I just finished this book today that I started last night: "Time Out of Joint" by Philip K. Dick. I've never read a book that fast since I don't know when. Probably since the first Harry Potter. It was a good read. I'm usually not into science fiction, but this was good. Will definitely look into more works by this guy. Right now, this film "A Scanner Darkly" is in post-production. It's based on a book of his.
So, in participating in this reading binge, I put off studying for my women's studies exam tomorrow. Supposedly it's the "hardest exam of the semestre". For some unknown reason to me, I'm not scared. I've come to a weird realization...

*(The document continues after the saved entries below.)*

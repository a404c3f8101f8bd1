//! A tiny HTTP responder for exercising the Wallhaven client offline.

use std::collections::HashMap;
use std::sync::Arc;

use tokio::io::{AsyncReadExt, AsyncWriteExt};
use tokio::net::TcpListener;

/// Enough of a PNG for `image::guess_format` to recognise it.
pub const PNG_BYTES: &[u8] = b"\x89PNG\r\n\x1a\n\0\0\0\rIHDR\0\0\0\x01\0\0\0\x01\x08\x06\0\0\0";

#[derive(Clone)]
pub struct Route {
    path: String,
    status: u16,
    content_type: String,
    body: Vec<u8>,
}

impl Route {
    pub fn ok(path: &str, content_type: &str, body: &[u8]) -> Self {
        Self {
            path: path.to_string(),
            status: 200,
            content_type: content_type.to_string(),
            body: body.to_vec(),
        }
    }

    pub fn status(path: &str, status: u16) -> Self {
        Self {
            path: path.to_string(),
            status,
            content_type: String::from("text/plain"),
            body: b"error".to_vec(),
        }
    }
}

pub fn test_client() -> reqwest::Client {
    reqwest::Client::builder()
        .no_proxy()
        .build()
        .expect("test client")
}

/// Serves `routes` on a random local port and returns the base URL.
///
/// Unknown paths answer 404. Query strings are ignored when routing.
pub async fn serve(routes: Vec<Route>) -> String {
    let listener = TcpListener::bind("127.0.0.1:0").await.expect("bind");
    let addr = listener.local_addr().expect("local addr");
    let routes: Arc<HashMap<String, Route>> =
        Arc::new(routes.into_iter().map(|r| (r.path.clone(), r)).collect());

    tokio::spawn(async move {
        loop {
            let Ok((mut socket, _)) = listener.accept().await else {
                break;
            };
            let routes = routes.clone();

            tokio::spawn(async move {
                let mut buf = Vec::new();
                let mut chunk = [0u8; 1024];
                loop {
                    let n = match socket.read(&mut chunk).await {
                        Ok(0) | Err(_) => return,
                        Ok(n) => n,
                    };
                    buf.extend_from_slice(&chunk[..n]);
                    if buf.windows(4).any(|w| w == b"\r\n\r\n") {
                        break;
                    }
                }

                let request = String::from_utf8_lossy(&buf);
                let target = request.split_whitespace().nth(1).unwrap_or("/");
                let path = target.split('?').next().unwrap_or("/");

                let route = routes
                    .get(path)
                    .cloned()
                    .unwrap_or_else(|| Route::status(path, 404));

                let head = format!(
                    "HTTP/1.1 {} X\r\nContent-Type: {}\r\nContent-Length: {}\r\nConnection: close\r\n\r\n",
                    route.status,
                    route.content_type,
                    route.body.len()
                );
                let _ = socket.write_all(head.as_bytes()).await;
                let _ = socket.write_all(&route.body).await;
                let _ = socket.shutdown().await;
            });
        }
    });

    format!("http://{addr}")
}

I care about grades. I have to admit it. But only about the grades in the classes I care about. Like French. I got the highest grade this week on our first exam. I'm really happy about it. I love that class, which is probably why I'm doing so well. Sadly, I don't care about what I'm learning in the women's studies class. The teacher isn't so great, and I find myself leaving that class early. I don't care about that class, so, in turn, I don't care about the grade I'll receive in that class.
I feel horribly about this (call it the Catholic guilt that's been instilled in me). My parents are paying for this education, for the dorm, for everything. I don't have a dollar to my name. Everything has always been given to me. So, I think that by not getting the awesome grade in women studies, by leaving that class early, I feel like I'm throwing away their money. A real dilemma.
in the ipod: "head over heals" by tears for fears, "my favorite things" by the lennon sisters, and "the district sleeps alone tonight" by the postal service.